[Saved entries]
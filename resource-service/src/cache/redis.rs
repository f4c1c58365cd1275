//! Redis-backed Cache-Aside Port adapter

use std::time::Duration;

use redis::AsyncCommands;
use async_trait::async_trait;
use deadpool_redis::{Config as DeadpoolConfig, Pool, Runtime};

use super::{CacheError, CachePort, CacheResult};
use crate::config::RedisConfig;

const SCAN_BATCH: usize = 200;

/// [`CachePort`] over a shared Redis pool
///
/// Pattern deletes walk the keyspace with `SCAN MATCH` and remove each batch
/// with `DEL`, so they never block the server the way `KEYS` would.
#[derive(Clone)]
pub struct RedisCache {
    pool: Pool,
    key_prefix: String,
}

impl RedisCache {
    /// Wrap an existing pool
    pub fn new(pool: Pool) -> Self {
        Self {
            pool,
            key_prefix: String::new(),
        }
    }

    /// Connect using configuration
    ///
    /// A failed attempt is retried up to `max_retries` times, doubling the
    /// wait from `retry_delay_secs` each time. Each attempt must hand out a
    /// live connection within `connection_timeout_secs`.
    pub async fn connect(config: &RedisConfig) -> CacheResult<Self> {
        let mut delay = Duration::from_secs(config.retry_delay_secs);
        let mut attempt: u32 = 0;

        loop {
            attempt += 1;
            let err = match open_pool(config).await {
                Ok(pool) => {
                    tracing::info!(
                        attempt,
                        max_connections = config.max_connections,
                        "Redis cache connected"
                    );
                    return Ok(Self::new(pool));
                }
                Err(e) => e,
            };

            if attempt > config.max_retries {
                tracing::error!(attempts = attempt, error = %err, "Redis cache unreachable");
                return Err(err);
            }
            tracing::warn!(attempt, error = %err, retry_in = ?delay, "Redis cache connect failed");
            tokio::time::sleep(delay).await;
            delay = delay.saturating_mul(2);
        }
    }

    /// Namespace every key and pattern under `prefix`
    #[must_use]
    pub fn with_prefix(mut self, prefix: impl Into<String>) -> Self {
        self.key_prefix = prefix.into();
        self
    }

    fn prefixed(&self, key: &str) -> String {
        format!("{}{}", self.key_prefix, key)
    }

    async fn connection(&self) -> CacheResult<deadpool_redis::Connection> {
        self.pool
            .get()
            .await
            .map_err(|e| CacheError::Connection(format!("Failed to get Redis connection: {}", e)))
    }
}

/// Build a pool and prove it can hand out a connection
async fn open_pool(config: &RedisConfig) -> CacheResult<Pool> {
    let pool = DeadpoolConfig::from_url(&config.url)
        .builder()
        .map_err(|e| CacheError::Connection(format!("invalid Redis pool config: {}", e)))?
        .max_size(config.max_connections)
        .runtime(Runtime::Tokio1)
        .build()
        .map_err(|e| CacheError::Connection(format!("could not build Redis pool: {}", e)))?;

    let timeout = Duration::from_secs(config.connection_timeout_secs);
    match tokio::time::timeout(timeout, pool.get()).await {
        Ok(Ok(_conn)) => Ok(pool),
        Ok(Err(e)) => Err(CacheError::Connection(format!("Redis unreachable: {}", e))),
        Err(_) => Err(CacheError::Connection(format!("Redis did not answer within {:?}", timeout))),
    }
}

fn command_error(e: redis::RedisError) -> CacheError {
    CacheError::Command(e.to_string())
}

#[async_trait]
impl CachePort for RedisCache {
    async fn get(&self, key: &str) -> CacheResult<Option<String>> {
        let mut conn = self.connection().await?;
        conn.get::<_, Option<String>>(self.prefixed(key))
            .await
            .map_err(command_error)
    }

    async fn set(&self, key: &str, value: String, ttl: Option<Duration>) -> CacheResult<()> {
        let mut conn = self.connection().await?;
        let key = self.prefixed(key);
        match ttl {
            Some(ttl) => conn
                .set_ex::<_, _, ()>(key, value, ttl.as_secs().max(1))
                .await
                .map_err(command_error),
            None => conn
                .set::<_, _, ()>(key, value)
                .await
                .map_err(command_error),
        }
    }

    async fn delete_pattern(&self, pattern: &str) -> CacheResult<u64> {
        let mut conn = self.connection().await?;
        let pattern = self.prefixed(pattern);
        let mut cursor: u64 = 0;
        let mut removed: u64 = 0;

        loop {
            let (next, keys): (u64, Vec<String>) = redis::cmd("SCAN")
                .arg(cursor)
                .arg("MATCH")
                .arg(&pattern)
                .arg("COUNT")
                .arg(SCAN_BATCH)
                .query_async(&mut conn)
                .await
                .map_err(command_error)?;

            if !keys.is_empty() {
                let deleted: u64 = conn.del(&keys).await.map_err(command_error)?;
                removed += deleted;
            }

            if next == 0 {
                break;
            }
            cursor = next;
        }

        tracing::debug!(pattern = %pattern, removed, "redis pattern delete");
        Ok(removed)
    }
}

#[cfg(test)]
mod tests {
    use super::*;

    fn config(url: &str) -> RedisConfig {
        RedisConfig {
            url: url.to_string(),
            max_connections: 4,
            connection_timeout_secs: 1,
            max_retries: 0,
            retry_delay_secs: 0,
        }
    }

    #[tokio::test]
    async fn test_invalid_url_is_a_connection_error() {
        let result = RedisCache::connect(&config("not a url")).await;
        assert!(matches!(result, Err(CacheError::Connection(_))));
    }
}
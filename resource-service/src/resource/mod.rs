//! Resource services: generic CRUD over one model type
//!
//! A [`ResourceService`] ties a [`Resource`] type to a
//! [`ResourceRepository`](crate::repository::ResourceRepository), an optional
//! [`CachePort`](crate::cache::CachePort) and optional [`Hooks`]. Its
//! [`router`](ResourceService::router) mounts the requested
//! [`Action`](crate::action::Action)s on an axum router, each answering with
//! an [`Envelope`].
//!
//! ```rust,ignore
//! use resource_service::prelude::*;
//!
//! let service = Arc::new(ResourceService::new(
//!     ModelDescriptor::<Widget>::new("widget", "widgets"),
//!     Arc::new(InMemoryRepository::new()),
//! ));
//! let app = service.router("/widget", resolve_actions(["read", "Create"])?)?;
//! ```

mod descriptor;
mod envelope;
mod error;
mod handlers;
mod hooks;
mod requests;
mod routes;
mod service;

pub use descriptor::{short_type_name, ModelDescriptor, Resource};
pub use envelope::Envelope;
pub use error::{ApiError, ApiErrorKind};
pub use hooks::{BeforeCreateHook, BeforeDeleteHook, BeforeUpdateHook, FilterHook, Hooks, UpdateInput};
pub use requests::{FilterRequest, IdRequest, PageRequest};
pub use routes::ActionRoute;
pub use service::ResourceService;
//! Configuration-time error types
//!
//! Failures that can happen while a service is being assembled: loading
//! config, binding routes, starting the RPC registry, connecting a cache.
//! Per-request failures are [`ApiError`](crate::resource::ApiError) instead.

use thiserror::Error;

use crate::cache::CacheError;

/// Result type alias using our Error type
pub type Result<T> = std::result::Result<T, Error>;

/// Error type for building and starting a resource service
#[derive(Debug, Error)]
pub enum Error {
    /// Configuration error
    #[error("Configuration error: {0}")]
    Config(Box<figment::Error>),

    /// I/O error
    #[error("I/O error: {0}")]
    Io(#[from] std::io::Error),

    /// The action name is unknown or the model cannot serve it
    #[error("Unsupported action: {action}")]
    UnsupportedAction {
        /// The action as requested
        action: String,
    },

    /// The same action was requested twice for one router
    #[error("Duplicate route for action {action}")]
    DuplicateRoute {
        /// The repeated action
        action: String,
    },

    /// RPC registry failure at start-up
    #[error("RPC error: {0}")]
    Rpc(String),

    /// Cache adapter failure
    #[error("{0}")]
    Cache(#[from] CacheError),

    /// Internal error
    #[error("Internal error: {0}")]
    Internal(String),
}

impl Error {
    /// Build an [`Error::UnsupportedAction`]
    pub fn unsupported_action(action: impl Into<String>) -> Self {
        Self::UnsupportedAction {
            action: action.into(),
        }
    }
}

impl From<figment::Error> for Error {
    fn from(err: figment::Error) -> Self {
        Error::Config(Box::new(err))
    }
}

#[cfg(test)]
mod tests {
    use super::*;

    #[test]
    fn test_unsupported_action_display() {
        let err = Error::unsupported_action("Edit");
        assert_eq!(err.to_string(), "Unsupported action: Edit");
    }

    #[test]
    fn test_duplicate_route_display() {
        let err = Error::DuplicateRoute {
            action: "List".to_string(),
        };
        assert_eq!(err.to_string(), "Duplicate route for action List");
    }

    #[test]
    fn test_from_figment_error() {
        let err: Error = figment::Error::from("missing field".to_string()).into();
        assert!(matches!(err, Error::Config(_)));
        assert!(err.to_string().starts_with("Configuration error"));
    }
}
//! Repository Port: the persistence boundary of the resource layer
//!
//! The resource layer never talks to a database directly. It drives a
//! [`ResourceRepository`] implementation for one model type, passing filter
//! sets and page positions built from client requests.
//!
//! # Features
//!
//! - **Port trait**: [`ResourceRepository`] for get, first, list, page, create,
//!   update, partial update, soft delete, restore and hard delete
//! - **Filtering**: [`FilterCondition`] terms read as a conjunction
//! - **Pagination**: [`PageQuery`] in, [`Page`] with [`Pagination`] metadata out
//! - **Errors**: [`RepositoryError`] carrying operation and entity context
//! - **In-memory adapter**: [`InMemoryRepository`] with per-operation call counts
//!
//! # Example
//!
//! ```rust,ignore
//! use resource_service::repository::{FilterCondition, InMemoryRepository, ResourceRepository};
//!
//! let repo = InMemoryRepository::<Widget>::new();
//! repo.create(Widget { id: 0, name: "x".into() }).await?;
//!
//! let named = repo.list(&[FilterCondition::like("name", "x%")]).await?;
//! assert_eq!(named.len(), 1);
//! ```

mod error;
mod filter;
mod memory;
mod pagination;
mod traits;

pub use error::{RepositoryError, RepositoryErrorKind, RepositoryOperation};
pub use filter::{FilterCondition, FilterOperator, FilterValue};
pub use memory::{InMemoryRepository, RepositoryStats};
pub use pagination::{Page, PageQuery, Pagination};
pub use traits::{RepositoryResult, ResourceRepository};
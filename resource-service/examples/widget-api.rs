//! Widget CRUD API on the in-memory adapters
//!
//! Run with:
//! ```bash
//! cargo run --example widget-api
//! ```
//!
//! Then:
//! ```bash
//! curl -X POST localhost:8080/api/widget -d '{"name":"sprocket","stock":3}'
//! curl localhost:8080/api/widget/1
//! curl -X POST localhost:8080/api/widget/page -d '{"page":1,"pageSize":10}'
//! curl -X PATCH localhost:8080/api/widget/1 -d '{"stock":7}'
//! curl -X DELETE localhost:8080/api/widget/1/remove
//! ```

use resource_service::prelude::*;
use serde::{Deserialize, Serialize};
use tower_http::trace::TraceLayer;

#[derive(Debug, Clone, Default, Serialize, Deserialize)]
struct Widget {
    id: u64,
    name: String,
    stock: i64,
}

impl Resource for Widget {
    fn id(&self) -> u64 {
        self.id
    }

    fn set_id(&mut self, id: u64) {
        self.id = id;
    }
}

/// Advertises the operations a widget RPC endpoint would expose
struct WidgetRpc;

impl RpcHandler for WidgetRpc {
    fn actions(&self, _scope: &str) -> Result<Vec<RpcAction>> {
        Ok(vec![
            RpcAction::new("Count", "Empty", "CountReply"),
            RpcAction::new("Restock", "RestockRequest", "Widget"),
        ])
    }
}

fn hooks() -> Hooks<Widget> {
    Hooks::new()
        .before_create(|widget: Widget, _| {
            if widget.name.trim().is_empty() {
                return Err(ApiError::vetoed("name is required"));
            }
            Ok(widget)
        })
        .before_delete(|widget: &Widget, _| {
            if widget.stock > 0 {
                return Err(ApiError::conflict("widget still has stock"));
            }
            Ok(())
        })
}

#[tokio::main]
async fn main() -> anyhow::Result<()> {
    let config = Config::load()?;
    init_tracing(&config)?;

    let service = Arc::new(
        ResourceService::new(
            ModelDescriptor::<Widget>::new("widget", "widgets"),
            Arc::new(InMemoryRepository::new()),
        )
        .with_cache(Arc::new(InMemoryCache::new()))
        .with_hooks(hooks())
        .with_settings(ResourceSettings::from(&config)),
    );

    let base = format!("{}/widget", config.service.base_path.trim_end_matches('/'));
    let app = service
        .router(&base, resolve_actions(["all"])?)?
        .layer(TraceLayer::new_for_http());

    let mut registry = RpcRegistry::new();
    registry.register(WidgetRpc);
    let catalog = registry.start(&mut InProcessTransport::new())?;
    tracing::info!(handlers = catalog.len(), "RPC handlers bound");

    let listener = tokio::net::TcpListener::bind(("0.0.0.0", config.service.port)).await?;
    tracing::info!("Listening on {}", listener.local_addr()?);

    axum::serve(listener, app)
        .with_graceful_shutdown(async {
            let _ = tokio::signal::ctrl_c().await;
        })
        .await?;

    Ok(())
}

> [Work instructions] The answer must consist of every line from the data that contains the word "requests".

> [Solution for this exercise]
mod requests;
pub use requests::{FilterRequest, IdRequest, PageRequest};
//! sets and page positions built from client requests.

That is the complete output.